- El Viaducto Elevado de Tijuana enfrenta diversos retos y puntos críticos en su incorporación al entorno urbano, principalmente por limitaciones en accesos, problemas de planeación y riesgos geológicos, señalaron especialistas en ingeniería y movilidad.
De acuerdo con integrantes del Colegio de Ingenieros Civiles de Tijuana, uno de los principales problemas se localiza en el nodo vial del Cañón del Matadero, donde confluyen cinco carriles que deben integrarse en solo tres, lo que genera cuellos de botella y riesgos en la circulación.
Asimismo, la incorporación hacia la zona Centro habilitada en la primera etapa presenta áreas que requieren ajustes técnicos para mejorar el flujo vehicular y reducir conflictos viales.
Especialistas también advirtieron que existen deficiencias en la conectividad de la obra, ya que cuenta con pocos puntos de acceso y salida, lo que provoca saturación en determinadas zonas y trayectos más largos para los automovilistas.

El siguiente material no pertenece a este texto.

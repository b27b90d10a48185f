//! Client IP extraction for login origins and rate limiting.

use std::net::SocketAddr;

use axum::{extract::ConnectInfo, http::request::Parts};

/// Proxy header carrying the original client address.
#[derive(clap::ValueEnum, Clone, Copy, Debug, PartialEq, Eq)]
pub enum ClientIpHeader {
    /// `X-Forwarded-For`, first entry
    XForwardedFor,
    /// `X-Real-IP`
    XRealIp,
}

impl ClientIpHeader {
    pub fn header_name(&self) -> &'static str {
        match self {
            ClientIpHeader::XForwardedFor => "x-forwarded-for",
            ClientIpHeader::XRealIp => "x-real-ip",
        }
    }

    /// Pull the client address out of the header value.
    pub fn parse(&self, value: &str) -> Option<String> {
        let candidate = match self {
            ClientIpHeader::XForwardedFor => value.split(',').next()?,
            ClientIpHeader::XRealIp => value,
        };
        let ip = candidate.trim();
        if ip.is_empty() {
            None
        } else {
            Some(ip.to_string())
        }
    }
}

/// Trait for types that provide access to HTTP headers and extensions.
/// Implemented for both `Parts` and `Request` to allow flexible IP extraction.
pub trait HasHeadersAndExtensions {
    fn headers(&self) -> &axum::http::HeaderMap;
    fn extensions(&self) -> &axum::http::Extensions;
}

impl HasHeadersAndExtensions for Parts {
    fn headers(&self) -> &axum::http::HeaderMap {
        &self.headers
    }
    fn extensions(&self) -> &axum::http::Extensions {
        &self.extensions
    }
}

impl<B> HasHeadersAndExtensions for axum::extract::Request<B> {
    fn headers(&self) -> &axum::http::HeaderMap {
        axum::extract::Request::headers(self)
    }
    fn extensions(&self) -> &axum::http::Extensions {
        axum::extract::Request::extensions(self)
    }
}

/// Extract client IP address based on configuration.
///
/// If `ip_header` is set, the address comes from that header only and a missing
/// or invalid header is an error (no fallback to the socket address).
///
/// If `ip_header` is None, uses the SocketAddr from ConnectInfo.
pub fn extract_client_ip<T: HasHeadersAndExtensions>(
    source: &T,
    ip_header: Option<ClientIpHeader>,
) -> Result<String, &'static str> {
    match ip_header {
        Some(header) => {
            let value = source
                .headers()
                .get(header.header_name())
                .ok_or("IP header not present")?
                .to_str()
                .map_err(|_| "IP header contains invalid characters")?;
            header.parse(value).ok_or("IP header is empty")
        }
        None => source
            .extensions()
            .get::<ConnectInfo<SocketAddr>>()
            .map(|ci| ci.0.ip().to_string())
            .ok_or("No client IP available"),
    }
}

#[cfg(test)]
mod tests {
    use super::*;
    use axum::body::Body;
    use axum::http::Request;

    #[test]
    fn test_forwarded_for_takes_first_entry() {
        let request = Request::builder()
            .header("x-forwarded-for", " 10.0.0.1 , 172.16.0.1")
            .body(Body::empty())
            .unwrap();

        let ip = extract_client_ip(&request, Some(ClientIpHeader::XForwardedFor));
        assert_eq!(ip.unwrap(), "10.0.0.1");
    }

    #[test]
    fn test_real_ip() {
        let request = Request::builder()
            .header("x-real-ip", "192.168.1.100")
            .body(Body::empty())
            .unwrap();

        let ip = extract_client_ip(&request, Some(ClientIpHeader::XRealIp));
        assert_eq!(ip.unwrap(), "192.168.1.100");
    }

    #[test]
    fn test_missing_header_does_not_fall_back() {
        let mut request = Request::builder().body(Body::empty()).unwrap();
        request
            .extensions_mut()
            .insert(ConnectInfo(SocketAddr::from(([127, 0, 0, 1], 9000))));

        assert!(extract_client_ip(&request, Some(ClientIpHeader::XForwardedFor)).is_err());
        assert_eq!(extract_client_ip(&request, None).unwrap(), "127.0.0.1");
    }

    #[test]
    fn test_empty_header_rejected() {
        let request = Request::builder()
            .header("x-forwarded-for", " ,1.2.3.4")
            .body(Body::empty())
            .unwrap();

        assert!(extract_client_ip(&request, Some(ClientIpHeader::XForwardedFor)).is_err());
    }

    #[test]
    fn test_no_connect_info() {
        let request = Request::builder().body(Body::empty()).unwrap();
        assert!(extract_client_ip(&request, None).is_err());
    }
}
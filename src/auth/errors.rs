//! Authentication error types.

use axum::{
    Json,
    http::StatusCode,
    response::{IntoResponse, Response},
};
use serde::Serialize;

use super::store::StoreError;

/// Terminal outcome of a failed auth operation.
///
/// `Unauthorized` deliberately carries no reason: an unknown identity, a wrong
/// password and an inactive account look the same to the caller.
#[derive(Debug, Clone, Copy, PartialEq, Eq)]
pub enum AuthError {
    /// Bad credentials, inactive account, or an unknown/expired/rotated refresh token
    Unauthorized,
    /// Logout of a refresh token that does not exist
    BadRequest,
    /// A store call failed
    Unavailable,
    /// A store call did not finish within the configured timeout
    Timeout,
    /// A freshly minted refresh token collided with an existing one, repeatedly
    Conflict,
}

impl AuthError {
    pub fn message(&self) -> &'static str {
        match self {
            AuthError::Unauthorized => "Unauthorized",
            AuthError::BadRequest => "Bad request",
            AuthError::Unavailable => "Service unavailable",
            AuthError::Timeout => "Service timed out",
            AuthError::Conflict => "Token conflict",
        }
    }

    pub fn status_code(&self) -> StatusCode {
        match self {
            AuthError::Unauthorized => StatusCode::UNAUTHORIZED,
            AuthError::BadRequest => StatusCode::BAD_REQUEST,
            AuthError::Unavailable | AuthError::Timeout => StatusCode::SERVICE_UNAVAILABLE,
            AuthError::Conflict => StatusCode::INTERNAL_SERVER_ERROR,
        }
    }
}

impl std::fmt::Display for AuthError {
    fn fmt(&self, f: &mut std::fmt::Formatter<'_>) -> std::fmt::Result {
        f.write_str(self.message())
    }
}

impl std::error::Error for AuthError {}

impl From<StoreError> for AuthError {
    fn from(e: StoreError) -> Self {
        match e {
            StoreError::Conflict => AuthError::Conflict,
            StoreError::Unavailable(_) => AuthError::Unavailable,
        }
    }
}

impl IntoResponse for AuthError {
    fn into_response(self) -> Response {
        #[derive(Serialize)]
        struct ErrorResponse {
            error: &'static str,
        }

        (
            self.status_code(),
            Json(ErrorResponse {
                error: self.message(),
            }),
        )
            .into_response()
    }
}
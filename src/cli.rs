//! CLI argument parsing, validation, and startup helpers.

use std::time::Duration;

use crate::ServerConfig;
use crate::auth::{AuthConfig, ClientIpHeader};
use crate::db::Database;
use crate::password::{Argon2Hasher, PasswordHasher};
use crate::rate_limit::RateLimitConfig;
use clap::Parser;
use tracing::{error, info};

const MIN_JWT_SECRET_LENGTH: usize = 32;

/// One week.
const MAX_ACCESS_TTL_MINUTES: u64 = 7 * 24 * 60;

/// Ten years.
const MAX_REFRESH_TTL_DAYS: u64 = 3650;

#[derive(clap::ValueEnum, Clone, Debug, Default)]
pub enum LogFormat {
    #[default]
    Pretty,
    Json,
    Compact,
}

#[derive(Parser, Debug, Clone)]
#[command(
    name = "tokengate",
    about = "Password login with rotating refresh tokens"
)]
pub struct Args {
    /// Port to listen on
    #[arg(short, long, env = "PORT", default_value = "8000")]
    pub port: u16,

    /// Path to SQLite database file
    #[arg(short, long, env = "DATABASE_PATH", default_value = "auth.db")]
    pub database: String,

    /// Path to file containing JWT secret. Prefer using JWT_SECRET env var instead
    #[arg(long)]
    pub jwt_secret_file: Option<String>,

    /// Access token lifetime in minutes
    #[arg(long, default_value = "30", value_parser = clap::value_parser!(u64).range(1..=MAX_ACCESS_TTL_MINUTES))]
    pub access_ttl_minutes: u64,

    /// Refresh token lifetime in days
    #[arg(long, default_value = "30", value_parser = clap::value_parser!(u64).range(1..=MAX_REFRESH_TTL_DAYS))]
    pub refresh_ttl_days: u64,

    /// Upper bound on each storage call, in milliseconds
    #[arg(long, default_value = "5000", value_parser = clap::value_parser!(u64).range(1..))]
    pub store_timeout_ms: u64,

    /// Read the client IP from this proxy header instead of the socket address
    #[arg(long, value_enum)]
    pub ip_header: Option<ClientIpHeader>,

    /// Create a user with this email on startup. The password is read from CREATE_USER_PASSWORD
    #[arg(long, value_name = "EMAIL")]
    pub create_user: Option<String>,

    /// Log output format
    #[arg(short, long, default_value = "pretty")]
    pub log_format: LogFormat,
}

/// Initialize logging based on the specified format.
pub fn init_logging(format: &LogFormat) {
    match format {
        LogFormat::Pretty => tracing_subscriber::fmt::init(),
        LogFormat::Json => tracing_subscriber::fmt().json().init(),
        LogFormat::Compact => tracing_subscriber::fmt().compact().init(),
    }
}

/// Load JWT secret from environment variable or file.
/// Returns None and logs an error if the secret cannot be loaded.
pub fn load_jwt_secret(jwt_secret_file: Option<&str>) -> Option<String> {
    let secret = if let Ok(secret) = std::env::var("JWT_SECRET") {
        // Clear the environment variable to prevent leaking
        // SAFETY: We're single-threaded at this point during startup,
        // and no other code is reading this environment variable.
        unsafe { std::env::remove_var("JWT_SECRET") };
        secret
    } else if let Some(path) = jwt_secret_file {
        match std::fs::read_to_string(path) {
            Ok(content) => content.trim().to_string(),
            Err(e) => {
                error!(path = %path, error = %e, "Failed to read JWT secret file");
                return None;
            }
        }
    } else {
        error!(
            "JWT secret is required. Set JWT_SECRET environment variable (recommended) or use --jwt-secret-file"
        );
        return None;
    };

    validate_jwt_secret(secret)
}

fn validate_jwt_secret(secret: String) -> Option<String> {
    if secret.len() < MIN_JWT_SECRET_LENGTH {
        error!(
            "JWT secret is shorter than {} characters. Use a longer secret",
            MIN_JWT_SECRET_LENGTH
        );
        return None;
    }

    Some(secret)
}

/// Handle the --create-user flag: create an active user with the password from
/// CREATE_USER_PASSWORD. The username is the local part of the email.
pub async fn handle_create_user(db: &Database, email: &str) {
    let Ok(password) = std::env::var("CREATE_USER_PASSWORD") else {
        error!("CREATE_USER_PASSWORD must be set when using --create-user");
        std::process::exit(1);
    };
    // SAFETY: We're single-threaded at this point during startup,
    // and no other code is reading this environment variable.
    unsafe { std::env::remove_var("CREATE_USER_PASSWORD") };

    if password.is_empty() {
        error!("CREATE_USER_PASSWORD cannot be empty");
        std::process::exit(1);
    }

    match db.users().get_by_email(email).await {
        Ok(Some(existing)) => {
            println!();
            println!("User already exists: {} (id {})", existing.email, existing.id);
            println!();
            return;
        }
        Ok(None) => {}
        Err(e) => {
            error!(error = %e, "Failed to check for existing user");
            std::process::exit(1);
        }
    }

    let hash = match Argon2Hasher::new().hash(&password) {
        Ok(hash) => hash,
        Err(e) => {
            error!(error = %e, "Failed to hash password");
            std::process::exit(1);
        }
    };

    let username = username_from_email(email);
    match db.users().create(email, username, &hash).await {
        Ok(id) => {
            println!();
            println!("User created: {} (id {})", email, id);
            println!();
        }
        Err(e) => {
            error!(error = %e, "Failed to create user");
            std::process::exit(1);
        }
    }
}

fn username_from_email(email: &str) -> &str {
    match email.split_once('@') {
        Some((local, _)) if !local.is_empty() => local,
        _ => email,
    }
}

/// Build ServerConfig from validated arguments.
/// Returns None and logs an error if a lifetime does not fit in seconds.
pub fn build_config(args: &Args, db: Database, jwt_secret: String) -> Option<ServerConfig> {
    let Some(access_ttl) = args.access_ttl_minutes.checked_mul(60) else {
        error!(minutes = args.access_ttl_minutes, "Access token lifetime is too large");
        return None;
    };
    let Some(refresh_ttl) = args.refresh_ttl_days.checked_mul(24 * 60 * 60) else {
        error!(days = args.refresh_ttl_days, "Refresh token lifetime is too large");
        return None;
    };

    Some(ServerConfig {
        db,
        jwt_secret: jwt_secret.into_bytes(),
        access_ttl,
        auth_config: AuthConfig {
            refresh_ttl,
            io_timeout: Duration::from_millis(args.store_timeout_ms),
        },
        ip_header: args.ip_header,
        rate_limit: RateLimitConfig::new(args.ip_header),
    })
}

/// Open the database, logging errors if it fails.
pub async fn open_database(path: &str) -> Option<Database> {
    match Database::open(path).await {
        Ok(db) => {
            info!(path = %path, "Database opened");
            Some(db)
        }
        Err(e) => {
            error!(path = %path, error = %e, "Failed to open database");
            None
        }
    }
}
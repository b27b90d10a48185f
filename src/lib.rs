pub mod api;
pub mod auth;
pub mod cleanup;
pub mod cli;
pub mod clock;
pub mod db;
pub mod jwt;
pub mod password;
pub mod rate_limit;

use api::create_api_router;
use auth::{AuthComponents, AuthConfig, AuthService, ClientIpHeader};
use axum::Router;
use clock::SystemClock;
use db::Database;
use jwt::TokenCodec;
use password::{Argon2Hasher, PasswordError};
use rate_limit::RateLimitConfig;
use std::net::SocketAddr;
use std::sync::Arc;
use tokio::net::TcpListener;

pub struct ServerConfig {
    /// Database connection (cloneable, uses connection pool internally)
    pub db: Database,
    /// JWT secret for signing access tokens
    pub jwt_secret: Vec<u8>,
    /// Access token lifetime in seconds
    pub access_ttl: u64,
    /// Refresh token lifetime and store timeout
    pub auth_config: AuthConfig,
    /// IP extraction strategy (requires running behind a proxy)
    pub ip_header: Option<ClientIpHeader>,
    /// Login rate limiter
    pub rate_limit: RateLimitConfig,
}

/// Wire the auth service to the SQLite stores and the system clock.
pub fn build_auth_service(config: &ServerConfig) -> Result<AuthService, PasswordError> {
    let components = AuthComponents {
        codec: Arc::new(TokenCodec::with_access_ttl(
            &config.jwt_secret,
            config.access_ttl,
        )),
        sessions: Arc::new(config.db.refresh_tokens()),
        audit: Arc::new(config.db.login_attempts()),
        users: Arc::new(config.db.users()),
        hasher: Arc::new(Argon2Hasher::new()),
        clock: Arc::new(SystemClock),
    };

    AuthService::new(components, config.auth_config)
}

/// Create the application router for an already built auth service.
pub fn create_app(config: &ServerConfig, auth: AuthService) -> Router {
    let api_router = create_api_router(auth, config.ip_header, config.rate_limit.clone());

    Router::new().nest("/api", api_router)
}

/// Run cleanup tasks and spawn background scheduler.
/// Call this before starting the server.
pub async fn init_cleanup(auth: &AuthService, rate_limit: &RateLimitConfig) {
    cleanup::run_cleanup(auth, rate_limit).await;
    cleanup::spawn_cleanup_scheduler(auth.clone(), rate_limit.clone());
}

/// Run the server on the given listener. This function blocks until the server exits.
/// Call `init_cleanup` before this to run cleanup on startup.
pub async fn run_server(
    config: ServerConfig,
    auth: AuthService,
    listener: TcpListener,
) -> Result<(), std::io::Error> {
    let app = create_app(&config, auth);
    let make_service = app.into_make_service_with_connect_info::<SocketAddr>();
    axum::serve(listener, make_service).await
}

/// Start the server on the given port in a background task. Use port 0 to let the OS choose a random port.
/// Returns the actual address the server is listening on.
/// Note: For production use, prefer `run_server` directly in main.
pub async fn start_server(
    config: ServerConfig,
    port: u16,
) -> Result<(tokio::task::JoinHandle<()>, SocketAddr), std::io::Error> {
    let auth = build_auth_service(&config).map_err(std::io::Error::other)?;

    // Run cleanup tasks on startup
    init_cleanup(&auth, &config.rate_limit).await;

    let addr = format!("127.0.0.1:{}", port);
    let listener = TcpListener::bind(&addr).await?;
    let local_addr = listener.local_addr()?;

    let handle = tokio::spawn(async move {
        run_server(config, auth, listener).await.ok();
    });

    Ok((handle, local_addr))
}
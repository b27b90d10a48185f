//! Scheduled cleanup of expired refresh tokens and idle rate limiter state.

use crate::auth::AuthService;
use crate::rate_limit::RateLimitConfig;
use std::time::Duration;
use tracing::{error, info};

/// Interval between cleanup runs.
const CLEANUP_INTERVAL: Duration = Duration::from_secs(60 * 60); // 1 hour

/// Run all cleanup tasks once.
pub async fn run_cleanup(auth: &AuthService, rate_limit: &RateLimitConfig) {
    match auth.purge_expired().await {
        Ok(count) if count > 0 => info!("Cleaned up {} expired refresh tokens", count),
        Ok(_) => {}
        Err(e) => error!("Failed to clean up expired refresh tokens: {}", e),
    }

    rate_limit.prune();
}

/// Spawn a background task that runs cleanup periodically.
/// Returns a handle that can be used to abort the task.
pub fn spawn_cleanup_scheduler(
    auth: AuthService,
    rate_limit: RateLimitConfig,
) -> tokio::task::JoinHandle<()> {
    tokio::spawn(async move {
        let mut interval = tokio::time::interval(CLEANUP_INTERVAL);

        loop {
            interval.tick().await;
            run_cleanup(&auth, &rate_limit).await;
        }
    })
}
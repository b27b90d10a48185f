//! Login, refresh-token rotation and logout.
//!
//! Every store call is bounded by `AuthConfig::io_timeout`; a store failure or
//! timeout fails the whole operation closed. The audit log is the exception:
//! its failures are logged and never change a login outcome.

use std::future::Future;
use std::sync::Arc;

use tracing::{debug, error, info, warn};

use super::errors::AuthError;
use super::store::{AuditLog, SessionStore, StoreError, UserDirectory};
use super::types::{AuthConfig, LoginAttempt, SessionRecord, TokenResponse};
use crate::clock::Clock;
use crate::jwt::TokenCodec;
use crate::password::{PasswordError, PasswordHasher};

/// How many fresh refresh tokens to try before giving up on collisions.
const MAX_MINT_ATTEMPTS: u32 = 3;

/// Collaborators injected into [`AuthService`].
#[derive(Clone)]
pub struct AuthComponents {
    pub codec: Arc<TokenCodec>,
    pub sessions: Arc<dyn SessionStore>,
    pub audit: Arc<dyn AuditLog>,
    pub users: Arc<dyn UserDirectory>,
    pub hasher: Arc<dyn PasswordHasher>,
    pub clock: Arc<dyn Clock>,
}

#[derive(Clone)]
pub struct AuthService {
    codec: Arc<TokenCodec>,
    sessions: Arc<dyn SessionStore>,
    audit: Arc<dyn AuditLog>,
    users: Arc<dyn UserDirectory>,
    hasher: Arc<dyn PasswordHasher>,
    clock: Arc<dyn Clock>,
    config: AuthConfig,
    /// Verified against when the identity is unknown, so that path costs one hash too.
    dummy_hash: Arc<str>,
}

impl AuthService {
    /// Fails if the hasher cannot produce the placeholder hash.
    pub fn new(components: AuthComponents, config: AuthConfig) -> Result<Self, PasswordError> {
        let dummy_hash = Arc::from(components.hasher.hash("unknown-identity-placeholder")?);

        Ok(Self {
            codec: components.codec,
            sessions: components.sessions,
            audit: components.audit,
            users: components.users,
            hasher: components.hasher,
            clock: components.clock,
            config,
            dummy_hash,
        })
    }

    /// Authenticate `identity` with `password` and issue a token pair.
    ///
    /// Exactly one login attempt is recorded per call, reflecting the final outcome.
    pub async fn login(
        &self,
        identity: &str,
        password: &str,
        origin: &str,
    ) -> Result<TokenResponse, AuthError> {
        let result = self.authenticate(identity, password).await;

        self.record_attempt(identity, origin, result.is_ok()).await;

        match &result {
            Ok(_) => info!(identity = %identity, origin = %origin, "Login succeeded"),
            Err(e) => info!(identity = %identity, origin = %origin, error = %e, "Login failed"),
        }

        result
    }

    async fn authenticate(
        &self,
        identity: &str,
        password: &str,
    ) -> Result<TokenResponse, AuthError> {
        let credentials = self
            .bounded("find_by_identity", self.users.find_by_identity(identity))
            .await?;

        let Some(credentials) = credentials else {
            self.verify_password(password, self.dummy_hash.to_string())
                .await;
            debug!(identity = %identity, "Unknown identity");
            return Err(AuthError::Unauthorized);
        };

        if !self
            .verify_password(password, credentials.password_hash)
            .await
        {
            debug!(identity = %identity, "Password mismatch");
            return Err(AuthError::Unauthorized);
        }

        if !credentials.principal.active {
            debug!(identity = %identity, "Account inactive");
            return Err(AuthError::Unauthorized);
        }

        self.issue(credentials.principal.id).await
    }

    /// Exchange a refresh token for a new pair. The presented token is consumed.
    pub async fn refresh(&self, presented: &str) -> Result<TokenResponse, AuthError> {
        let now = self.clock.now();

        let record = self
            .bounded("get_session", self.sessions.get(presented))
            .await?
            .ok_or(AuthError::Unauthorized)?;

        if record.is_expired(now) {
            debug!(user_id = record.owner, "Refresh token expired");
            return Err(AuthError::Unauthorized);
        }

        // Only the caller whose delete removed the row may issue its replacement.
        let removed = self
            .bounded("delete_session", self.sessions.delete(presented))
            .await?;
        if !removed {
            warn!(user_id = record.owner, "Refresh token already consumed");
            return Err(AuthError::Unauthorized);
        }

        let response = self.issue(record.owner).await?;
        debug!(user_id = record.owner, "Refresh token rotated");
        Ok(response)
    }

    /// Revoke a refresh token. Not idempotent: an unknown token is `BadRequest`.
    pub async fn logout(&self, presented: &str) -> Result<(), AuthError> {
        let removed = self
            .bounded("delete_session", self.sessions.delete(presented))
            .await?;

        if removed {
            Ok(())
        } else {
            Err(AuthError::BadRequest)
        }
    }

    /// Validate an access token and return the principal ID it was issued for.
    pub fn verify_access(&self, token: &str) -> Result<i64, AuthError> {
        self.codec
            .verify_access(token, self.clock.now())
            .map_err(|e| {
                debug!(error = %e, "Access token rejected");
                AuthError::Unauthorized
            })
    }

    /// Unexpired sessions of a principal, newest first.
    pub async fn sessions(&self, owner: i64) -> Result<Vec<SessionRecord>, AuthError> {
        let now = self.clock.now();
        self.bounded("list_sessions", self.sessions.list_by_owner(owner, now))
            .await
    }

    /// Revoke every session of a principal.
    pub async fn logout_all(&self, owner: i64) -> Result<u64, AuthError> {
        self.bounded("delete_sessions", self.sessions.delete_all_by_owner(owner))
            .await
    }

    /// Evict expired refresh tokens.
    pub async fn purge_expired(&self) -> Result<u64, AuthError> {
        let now = self.clock.now();
        self.bounded("purge_sessions", self.sessions.delete_expired(now))
            .await
    }

    /// Mint an access token and a persisted refresh token for `owner`.
    async fn issue(&self, owner: i64) -> Result<TokenResponse, AuthError> {
        let now = self.clock.now();

        let access = self.codec.mint_access(owner, now).map_err(|e| {
            error!(error = %e, "Failed to mint access token");
            AuthError::Unavailable
        })?;
        let refresh = self.persist_refresh(owner, now).await?;

        Ok(TokenResponse::bearer(access.token, refresh, access.duration))
    }

    /// Store a new refresh token, minting another if the first collides.
    async fn persist_refresh(&self, owner: i64, now: u64) -> Result<String, AuthError> {
        let Some(expires_at) = now.checked_add(self.config.refresh_ttl) else {
            error!(refresh_ttl = self.config.refresh_ttl, "Refresh token expiry overflows");
            return Err(AuthError::Unavailable);
        };

        for attempt in 1..=MAX_MINT_ATTEMPTS {
            let token = self.codec.mint_refresh();
            let stored = self
                .bounded("put_session", self.sessions.put(&token, owner, expires_at, now))
                .await;
            match stored {
                Ok(()) => return Ok(token),
                Err(AuthError::Conflict) => {
                    warn!(attempt, "Refresh token collision, minting another");
                }
                Err(e) => return Err(e),
            }
        }

        error!(user_id = owner, "Gave up minting a unique refresh token");
        Err(AuthError::Conflict)
    }

    async fn verify_password(&self, plaintext: &str, hash: String) -> bool {
        let hasher = self.hasher.clone();
        let plaintext = plaintext.to_string();
        tokio::task::spawn_blocking(move || hasher.verify(&plaintext, &hash))
            .await
            .unwrap_or_else(|e| {
                error!(error = %e, "Password verification task failed");
                false
            })
    }

    async fn record_attempt(&self, identity: &str, origin: &str, success: bool) {
        let attempt = LoginAttempt {
            identity: identity.to_string(),
            origin: origin.to_string(),
            success,
            attempted_at: self.clock.now(),
        };

        match tokio::time::timeout(self.config.io_timeout, self.audit.record(&attempt)).await {
            Ok(Ok(())) => {}
            Ok(Err(e)) => warn!(identity = %identity, error = %e, "Failed to record login attempt"),
            Err(_) => warn!(identity = %identity, "Timed out recording login attempt"),
        }
    }

    /// Run a store call under the configured timeout.
    async fn bounded<T>(
        &self,
        operation: &'static str,
        call: impl Future<Output = Result<T, StoreError>>,
    ) -> Result<T, AuthError> {
        match tokio::time::timeout(self.config.io_timeout, call).await {
            Ok(Ok(value)) => Ok(value),
            Ok(Err(StoreError::Conflict)) => Err(AuthError::Conflict),
            Ok(Err(e)) => {
                error!(operation, error = %e, "Store call failed");
                Err(e.into())
            }
            Err(_) => {
                error!(operation, timeout = ?self.config.io_timeout, "Store call timed out");
                Err(AuthError::Timeout)
            }
        }
    }
}
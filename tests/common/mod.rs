#![allow(dead_code)]

use std::sync::Arc;

use axum::{
    Router,
    body::Body,
    http::{Request, StatusCode},
};
use tokengate::auth::{AuthComponents, AuthConfig, AuthService, ClientIpHeader};
use tokengate::clock::{Clock, SystemClock};
use tokengate::db::Database;
use tokengate::jwt::TokenCodec;
use tokengate::password::{Argon2Hasher, PasswordHasher};
use tokengate::rate_limit::RateLimitConfig;
use tokengate::{ServerConfig, create_app};
use tower::ServiceExt;

pub const JWT_SECRET: &[u8] = b"test-jwt-secret-that-is-long-enough";

/// Cheap argon2 parameters so tests don't spend seconds hashing.
pub fn test_hasher() -> Argon2Hasher {
    Argon2Hasher::with_cost(64, 1).expect("Invalid argon2 params")
}

/// Auth service over the SQLite stores with a cheap hasher and the given clock.
pub fn auth_service(db: &Database, clock: Arc<dyn Clock>, config: AuthConfig) -> AuthService {
    AuthService::new(
        AuthComponents {
            codec: Arc::new(TokenCodec::new(JWT_SECRET)),
            sessions: Arc::new(db.refresh_tokens()),
            audit: Arc::new(db.login_attempts()),
            users: Arc::new(db.users()),
            hasher: Arc::new(test_hasher()),
            clock,
        },
        config,
    )
    .expect("Failed to build auth service")
}

/// Create an active user, returning its ID.
pub async fn create_user(db: &Database, email: &str, password: &str) -> i64 {
    let hash = test_hasher().hash(password).expect("Failed to hash");
    let username = email.split('@').next().unwrap_or(email);
    db.users()
        .create(email, username, &hash)
        .await
        .expect("Failed to create user")
}

/// Router wired to an in-memory database, reading the client IP from `X-Forwarded-For`.
pub struct TestApp {
    pub app: Router,
    pub db: Database,
}

impl TestApp {
    pub async fn new() -> Self {
        Self::with_rate_limit(RateLimitConfig::new).await
    }

    pub async fn with_rate_limit(
        rate_limit: impl FnOnce(Option<ClientIpHeader>) -> RateLimitConfig,
    ) -> Self {
        let db = Database::open(":memory:")
            .await
            .expect("Failed to open test database");
        let ip_header = Some(ClientIpHeader::XForwardedFor);

        let config = ServerConfig {
            db: db.clone(),
            jwt_secret: JWT_SECRET.to_vec(),
            access_ttl: 1800,
            auth_config: AuthConfig::default(),
            ip_header,
            rate_limit: rate_limit(ip_header),
        };
        let auth = auth_service(&db, Arc::new(SystemClock), config.auth_config);

        Self {
            app: create_app(&config, auth),
            db,
        }
    }

    pub async fn create_user(&self, email: &str, password: &str) -> i64 {
        create_user(&self.db, email, password).await
    }

    /// Send a request, returning the status and the JSON body (`Null` if empty).
    pub async fn send(&self, request: Request<Body>) -> (StatusCode, serde_json::Value) {
        let response = self.app.clone().oneshot(request).await.unwrap();
        let status = response.status();
        let body = axum::body::to_bytes(response.into_body(), usize::MAX)
            .await
            .unwrap();
        let json = if body.is_empty() {
            serde_json::Value::Null
        } else {
            serde_json::from_slice(&body).unwrap_or(serde_json::Value::Null)
        };
        (status, json)
    }

    pub async fn post_json(
        &self,
        uri: &str,
        body: String,
        client_ip: Option<&str>,
    ) -> (StatusCode, serde_json::Value) {
        let mut builder = Request::builder()
            .method("POST")
            .uri(uri)
            .header("content-type", "application/json");
        if let Some(ip) = client_ip {
            builder = builder.header("x-forwarded-for", ip);
        }
        self.send(builder.body(Body::from(body)).unwrap()).await
    }
}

El presidente de la Cámara Mexicana de la Industria de la Construcción consideró necesario ampliar las incorporaciones para distribuir mejor el flujo vehicular y maximizar el aprovechamiento de la infraestructura, especialmente en el tramo que conecta el aeropuerto con Playas de Tijuana.
En el ámbito estructural, expertos señalaron que la obra presenta limitaciones operativas y falta de planeación integral, lo que reduce su impacto en la movilidad urbana. Además, indicaron que la ausencia de acotamientos complica la atención de incidentes y vehículos descompuestos.
Otro de los aspectos preocupantes es el impacto en zonas habitacionales, particularmente en la colonia Libertad, donde vecinos han reportado afectaciones en viviendas derivadas de deslizamientos de tierra. Estas problemáticas, indicaron, pudieron haberse mitigado con estudios geológicos más detallados antes de la construcción.
Los especialistas coincidieron en que, si bien el viaducto representa una obra relevante para la ciudad, su funcionamiento óptimo dependerá de la implementación de soluciones integrales, que incluyan nuevas vialidades, mantenimiento de infraestructura y una adecuada planeación urbana.
En ese sentido, subrayaron que la movilidad en Tijuana requiere proyectos complementarios que permitan aprovechar plenamente esta obra y evitar que se convierta en un nuevo punto de congestión en la ciudad.